What is The Alt-Right?

By: | April 1, 2017

The term ‘Alt-Right” has come into limelight ever since Donald Trump was named president-elect and has found even more prominence with the appointment of Steve Bannon, CEO of far-right online media outlet Breitbart News, as White House Strategist. The term is a shortened form the “alternative right.” Different definitions exist for this term Alt-Right, but a widely recognized one would be that used by the Southern Poverty Law Centre. It describes the Alt-Right as:

A set of far-right ideologies, groups, and individuals whose core belief is that ‘white identity’ is under attack by multicultural forces using ‘political correctness’ and ‘social justice’ to undermine white people and ‘their’ civilization”.

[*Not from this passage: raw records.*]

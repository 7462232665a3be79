//! Index command

use std::path::PathBuf;
use std::time::Instant;

use anyhow::{Context, Result};
use mavix_core::{Indexer, ResolveOptions, Transport};
use mavix_schema::Allowlist;

use crate::paths::default_db_path;
use crate::store::StoreHandle;

/// Crawls the repository per the allow-list and rebuilds the local index.
pub async fn index(
    allowlist_file: Option<PathBuf>,
    index_kmp_all_versions: bool,
    max_concurrency: usize,
    db_path: Option<PathBuf>,
) -> Result<()> {
    let start = Instant::now();

    let allowlist = match allowlist_file {
        Some(path) => Allowlist::from_csv_file(&path).context("Failed to load allowlist")?,
        None => Allowlist::example_groups(),
    };

    let db_path = db_path.unwrap_or_else(default_db_path);
    tracing::debug!(db_path = %db_path.display(), "opening index database");
    let store = StoreHandle::spawn(&db_path).context("Failed to open index database")?;
    let transport = Transport::new().context("Failed to initialize HTTP transport")?;
    let options = ResolveOptions {
        resolve_kmp_latest_only: !index_kmp_all_versions,
        max_concurrency: max_concurrency.max(1),
        ..ResolveOptions::default()
    };

    println!("Indexing using allowlist: {allowlist}");
    let summary = Indexer::new(allowlist, options, transport, store)
        .index()
        .await
        .context("Indexing failed")?;

    let elapsed = start.elapsed();
    println!(
        "INDEX COMPLETE {} artifacts ({} unresolved), elapsed {:.2}s",
        summary.resolved,
        summary.unresolved,
        elapsed.as_secs_f64()
    );
    println!(
        "Index data saved at {} for use by 'mavix search'",
        db_path.display()
    );
    Ok(())
}
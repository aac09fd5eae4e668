//! Pixelator
//!
//! PNG front end for the `pixelator-engine` color quantization filters.
//! This library exposes modules for integration testing.

pub mod error;
pub mod models;
pub mod rendering;
pub mod services;
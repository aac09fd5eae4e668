use clap::{Parser, Subcommand};
use std::path::{Path, PathBuf};
use tracing_subscriber::{layer::SubscriberExt, util::SubscriberInitExt};

use pixelator::models::AppConfig;
use pixelator::rendering::{read_png, render_ramp, write_png, SWATCH_GAP};
use pixelator::services::FilterPipeline;
use pixelator_engine::gradient::DEFAULT_STEPS;
use pixelator_engine::{
    generate_gradient, DistanceFormula, FilterKind, Gradient, PaletteStrategy, PerceptionLevel,
    Pixel,
};

#[derive(Parser)]
#[command(name = "pixelator")]
#[command(about = "Pixelator - perceptual color quantization and pixel-art filters")]
struct Cli {
    /// YAML configuration file (defaults apply when omitted)
    #[arg(short, long, global = true)]
    config: Option<PathBuf>,

    #[command(subcommand)]
    command: Commands,
}

#[derive(Subcommand)]
enum Commands {
    /// Apply a filter to a PNG image
    Filter {
        /// Input PNG file
        #[arg(short, long)]
        input: PathBuf,

        /// Output PNG file
        #[arg(short, long)]
        output: PathBuf,

        /// Filter name (see `pixelator filters`)
        #[arg(short, long, default_value = "grid-weight")]
        filter: FilterKind,

        /// Color distance formula: cie76, cie94 or ciede2000
        #[arg(short, long)]
        distance: Option<DistanceFormula>,

        /// Palette for the linear-difference scans: linear or gradient
        #[arg(long)]
        palette: Option<PaletteStrategy>,

        /// Saturation factor applied before filtering (1.0 = unchanged)
        #[arg(long)]
        saturation: Option<f32>,

        /// Contrast amount applied before filtering (0 = unchanged)
        #[arg(long, allow_hyphen_values = true)]
        contrast: Option<i32>,

        /// Number of colors for the cluster filter
        #[arg(short = 'k', long)]
        clusters: Option<usize>,
    },
    /// Print the k-means palette of a PNG image as hex colors
    Palette {
        /// Input PNG file
        #[arg(short, long)]
        input: PathBuf,

        /// Number of colors
        #[arg(short = 'k', long)]
        clusters: Option<usize>,

        /// Seed for k-means++ initialization
        #[arg(long)]
        seed: Option<u64>,

        /// Stop refining after this many milliseconds
        #[arg(long)]
        time_budget_ms: Option<u64>,
    },
    /// Write a gradient as a strip of color swatches
    Ramp {
        /// Output PNG file
        #[arg(short, long)]
        output: PathBuf,

        /// Start color as hex (e.g. "#FF0000")
        #[arg(long)]
        start: Option<Pixel>,

        /// End color as hex (e.g. "#0000FF")
        #[arg(long)]
        end: Option<Pixel>,

        /// Number of swatches
        #[arg(short, long, default_value_t = DEFAULT_STEPS)]
        steps: usize,

        /// Swatch edge length in pixels
        #[arg(long, default_value_t = pixelator::rendering::SWATCH_SIZE)]
        swatch: usize,
    },
    /// Compare two colors under every distance formula
    Compare {
        /// First color as hex
        first: Pixel,

        /// Second color as hex
        second: Pixel,
    },
    /// List available filters
    Filters,
}

fn main() -> anyhow::Result<()> {
    let cli = Cli::parse();

    tracing_subscriber::registry()
        .with(
            tracing_subscriber::EnvFilter::try_from_default_env()
                .unwrap_or_else(|_| "pixelator=info,pixelator_engine=info".into()),
        )
        .with(tracing_subscriber::fmt::layer().without_time())
        .init();

    let config = load_config(cli.config.as_deref())?;

    match cli.command {
        Commands::Filter {
            input,
            output,
            filter,
            distance,
            palette,
            saturation,
            contrast,
            clusters,
        } => {
            let mut config = config;
            if let Some(distance) = distance {
                config.distance = distance.to_string();
            }
            if let Some(palette) = palette {
                config.linear_palette = palette.to_string();
            }
            if saturation.is_some() {
                config.adjust.saturation = saturation;
            }
            if contrast.is_some() {
                config.adjust.contrast = contrast;
            }
            if let Some(k) = clusters {
                config.cluster.size = k;
            }
            run_filter_command(&config, filter, &input, &output)
        }
        Commands::Palette {
            input,
            clusters,
            seed,
            time_budget_ms,
        } => {
            let mut config = config;
            if let Some(k) = clusters {
                config.cluster.size = k;
            }
            if let Some(seed) = seed {
                config.cluster.seed = seed;
            }
            if time_budget_ms.is_some() {
                config.cluster.time_budget_ms = time_budget_ms;
            }
            run_palette_command(&config, &input)
        }
        Commands::Ramp {
            output,
            start,
            end,
            steps,
            swatch,
        } => run_ramp_command(&output, start, end, steps, swatch),
        Commands::Compare { first, second } => {
            run_compare_command(first, second);
            Ok(())
        }
        Commands::Filters => {
            run_filters_command();
            Ok(())
        }
    }
}

fn load_config(path: Option<&Path>) -> anyhow::Result<AppConfig> {
    match path {
        Some(path) => Ok(AppConfig::load(path)?),
        None => Ok(AppConfig::default()),
    }
}

fn run_filter_command(
    config: &AppConfig,
    filter: FilterKind,
    input: &Path,
    output: &Path,
) -> anyhow::Result<()> {
    let pipeline = FilterPipeline::new(config)?;
    pipeline.process_file(filter, input, output)?;
    println!("Filtered {} with {} -> {}", input.display(), filter, output.display());
    Ok(())
}

fn run_palette_command(config: &AppConfig, input: &Path) -> anyhow::Result<()> {
    let pipeline = FilterPipeline::new(config)?;
    let image = read_png(input)?;
    let palette = pipeline.cluster_palette(&image)?;

    for color in palette.colors() {
        println!("{}", color.to_hex());
    }
    if !palette.converged() {
        eprintln!("Stopped before converging; centroids may still move");
    }
    Ok(())
}

fn run_ramp_command(
    output: &Path,
    start: Option<Pixel>,
    end: Option<Pixel>,
    steps: usize,
    swatch: usize,
) -> anyhow::Result<()> {
    let defaults = Gradient::default();
    let start = start.unwrap_or(defaults.start());
    let end = end.unwrap_or(defaults.end());

    let colors = generate_gradient(start, end, steps);
    if colors.is_empty() {
        anyhow::bail!("a ramp needs at least one step");
    }
    let ramp = render_ramp(&colors, swatch.max(1), SWATCH_GAP)?;
    write_png(output, &ramp)?;

    let hex: Vec<String> = colors.iter().map(|c| c.to_hex()).collect();
    println!("{}", hex.join(" "));
    println!("Rendered {}", output.display());
    Ok(())
}

fn run_compare_command(first: Pixel, second: Pixel) {
    println!("{} vs {}", first.to_hex(), second.to_hex());
    for formula in DistanceFormula::ALL {
        let d = first.difference(second, formula);
        let level = PerceptionLevel::from_distance(d);
        println!(
            "  {:<10} {:>8.3}  level {} ({:?})",
            formula.as_str(),
            d,
            level.rank(),
            level
        );
    }
    let level = PerceptionLevel::between(first, second);
    println!(
        "  similar: {}",
        if level.is_similar() { "yes" } else { "no" }
    );
}

fn run_filters_command() {
    println!("Available filters:\n");
    for kind in FilterKind::ALL {
        println!("  {:<20} {}", kind.as_str(), kind.description());
    }
}
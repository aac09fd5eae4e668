pub mod png_io;
pub mod ramp;

pub use png_io::{decode_png, encode_png, read_png, write_png};
pub use ramp::{render_ramp, SWATCH_GAP, SWATCH_SIZE};
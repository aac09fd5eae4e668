//! Image filters.
//!
//! Every filter reads an immutable source matrix and returns a new matrix
//! of the same dimensions; the source is never written. Filters that need a
//! palette build a fresh one per call, so no state survives between calls.
//!
//! | name | filter |
//! |------|--------|
//! | `grid-weight` | [`GridWeight`] |
//! | `grid-space`, `grid-space2` | [`GridSpace`] |
//! | `grid-difference` | [`GridDifference`] |
//! | `linear-difference` .. `linear-difference4` | [`LinearDifference`] |
//! | `edge-detect` | [`EdgeDetect`] |
//! | `cluster` | [`ClusterQuantize`] |
//!
//! Neighbors outside the image do not exist: borders clip, never wrap.
//!
//! # Example
//!
//! ```
//! use pixelator_engine::{FilterKind, FilterSettings, Pixel, PixelMatrix};
//!
//! let image = PixelMatrix::new(8, 8, Pixel::opaque(128, 128, 128));
//! let filter = "grid-space".parse::<FilterKind>().unwrap()
//!     .build(&FilterSettings::default())
//!     .unwrap();
//! assert_eq!(filter.apply(&image), image);
//! ```

mod cluster;
mod edge;
mod grid;
mod grid_difference;
mod grid_space;
mod grid_weight;
mod kind;
mod linear_difference;
pub mod scan;

pub use cluster::ClusterQuantize;
pub use edge::EdgeDetect;
pub use grid::CELL_SIZE;
pub use grid_difference::GridDifference;
pub use grid_space::{CellSampling, GridSpace};
pub use grid_weight::{GridWeight, DEFAULT_CENTER_WEIGHT, DEFAULT_NEIGHBOR_WEIGHT};
pub use kind::{FilterKind, FilterSettings, UnknownFilter};
pub use linear_difference::{LinearDifference, LinearVariant, PaletteStrategy, UnknownStrategy};

use crate::matrix::PixelMatrix;

/// A transform from one pixel matrix to a new one.
pub trait Filter {
    /// Stable name used for selection and logging.
    fn name(&self) -> &'static str;

    /// Produce the filtered image. `source` is left untouched.
    fn apply(&self, source: &PixelMatrix) -> PixelMatrix;
}
//! Named filter selection.

use std::fmt;
use std::str::FromStr;

use thiserror::Error;

use super::{
    CellSampling, ClusterQuantize, EdgeDetect, Filter, GridDifference, GridSpace, GridWeight,
    LinearDifference, LinearVariant, PaletteStrategy,
};
use crate::color::DistanceFormula;
use crate::error::EngineError;
use crate::palette::ClusterOptions;

/// Error returned when parsing an unknown filter name.
#[derive(Debug, Clone, PartialEq, Eq, Error)]
#[error("unknown filter '{0}'")]
pub struct UnknownFilter(pub String);

/// Every filter the engine offers, by name.
#[derive(Debug, Clone, Copy, PartialEq, Eq, Hash)]
pub enum FilterKind {
    GridWeight,
    GridSpace,
    GridSpace2,
    GridDifference,
    LinearDifference,
    LinearDifference2,
    LinearDifference3,
    LinearDifference4,
    EdgeDetect,
    Cluster,
}

/// Tunables shared by the filters a [`FilterKind`] builds.
#[derive(Debug, Clone, PartialEq, Default)]
pub struct FilterSettings {
    pub grid_weight: GridWeight,
    pub cluster: ClusterOptions,
    pub formula: DistanceFormula,
    pub linear_palette: PaletteStrategy,
}

impl FilterKind {
    pub const ALL: [FilterKind; 10] = [
        FilterKind::GridWeight,
        FilterKind::GridSpace,
        FilterKind::GridSpace2,
        FilterKind::GridDifference,
        FilterKind::LinearDifference,
        FilterKind::LinearDifference2,
        FilterKind::LinearDifference3,
        FilterKind::LinearDifference4,
        FilterKind::EdgeDetect,
        FilterKind::Cluster,
    ];

    pub fn as_str(self) -> &'static str {
        match self {
            FilterKind::GridWeight => "grid-weight",
            FilterKind::GridSpace => "grid-space",
            FilterKind::GridSpace2 => "grid-space2",
            FilterKind::GridDifference => "grid-difference",
            FilterKind::LinearDifference => "linear-difference",
            FilterKind::LinearDifference2 => "linear-difference2",
            FilterKind::LinearDifference3 => "linear-difference3",
            FilterKind::LinearDifference4 => "linear-difference4",
            FilterKind::EdgeDetect => "edge-detect",
            FilterKind::Cluster => "cluster",
        }
    }

    /// One-line description for listings.
    pub fn description(self) -> &'static str {
        match self {
            FilterKind::GridWeight => "weighted 5x5 neighborhood blur",
            FilterKind::GridSpace => "4x4 mosaic sampled at each cell's top-left pixel",
            FilterKind::GridSpace2 => "4x4 mosaic sampled inside each cell's core",
            FilterKind::GridDifference => "4x4 cell averages with palette color reuse",
            FilterKind::LinearDifference => "row scan reusing palette colors",
            FilterKind::LinearDifference2 => "row scan preferring similar pixels above",
            FilterKind::LinearDifference3 => "row scan taking the nearest pixel above",
            FilterKind::LinearDifference4 => "inward spiral scan taking the nearest painted edge pixel",
            FilterKind::EdgeDetect => "black outlines where colors change",
            FilterKind::Cluster => "k-means quantization to a fixed palette",
        }
    }

    /// Build the filter configured by `settings`.
    ///
    /// # Errors
    ///
    /// Only the cluster filter can fail, with [`EngineError::Palette`] on a
    /// zero cluster size.
    pub fn build(self, settings: &FilterSettings) -> Result<Box<dyn Filter>, EngineError> {
        let linear = |variant: LinearVariant| -> Box<dyn Filter> {
            Box::new(
                LinearDifference::new(variant)
                    .palette(settings.linear_palette)
                    .formula(settings.formula),
            )
        };
        let filter: Box<dyn Filter> = match self {
            FilterKind::GridWeight => Box::new(settings.grid_weight),
            FilterKind::GridSpace => Box::new(GridSpace::new(CellSampling::TopLeft)),
            FilterKind::GridSpace2 => Box::new(GridSpace::new(CellSampling::InnerCore)),
            FilterKind::GridDifference => Box::new(GridDifference::new(settings.formula)),
            FilterKind::LinearDifference => linear(LinearVariant::PaletteOnly),
            FilterKind::LinearDifference2 => linear(LinearVariant::NorthNeighbors),
            FilterKind::LinearDifference3 => linear(LinearVariant::NearestNeighbor),
            FilterKind::LinearDifference4 => linear(LinearVariant::Spiral),
            FilterKind::EdgeDetect => Box::new(EdgeDetect),
            FilterKind::Cluster => Box::new(ClusterQuantize::new(settings.cluster.clone())?),
        };
        Ok(filter)
    }
}

impl fmt::Display for FilterKind {
    fn fmt(&self, f: &mut fmt::Formatter<'_>) -> fmt::Result {
        f.write_str(self.as_str())
    }
}

impl FromStr for FilterKind {
    type Err = UnknownFilter;

    fn from_str(s: &str) -> Result<Self, Self::Err> {
        let wanted = s.trim().to_ascii_lowercase().replace('_', "-");
        FilterKind::ALL
            .into_iter()
            .find(|k| k.as_str() == wanted)
            .ok_or_else(|| UnknownFilter(s.to_string()))
    }
}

Richard Spencer, an American white nationalist leader and president of the National Policy Institute coined the name Alt-Right in 2008. Spencer is a supporter of the idea of an ethnocentric nation and wants to make the United States of America an all-white nation.

In an interview with the Dallas Morning News, Spencer said that he sees himself as an “identitarian” or “white nationalist” but doesn’t consider himself a “white supremacist.” The newspaper stated, “He envisions a white ethnostate utopia, devoid of black people, Muslims, Jews, Asians or anyone else without a single European heritage and culture.” “Look, I care about my people more than I care about others,” Spencer said. “It’s very simple. What form that takes, I don’t know. But I don’t believe in equality. I don’t care about everyone. I don’t care about the world. I want to fight for my people first.” According to Spencer, he intended the term “Alt-Right” to describe a diverse, heterodox group whose members were “deeply alienated, intellectually, even spiritually and emotionally, from American conservatism.”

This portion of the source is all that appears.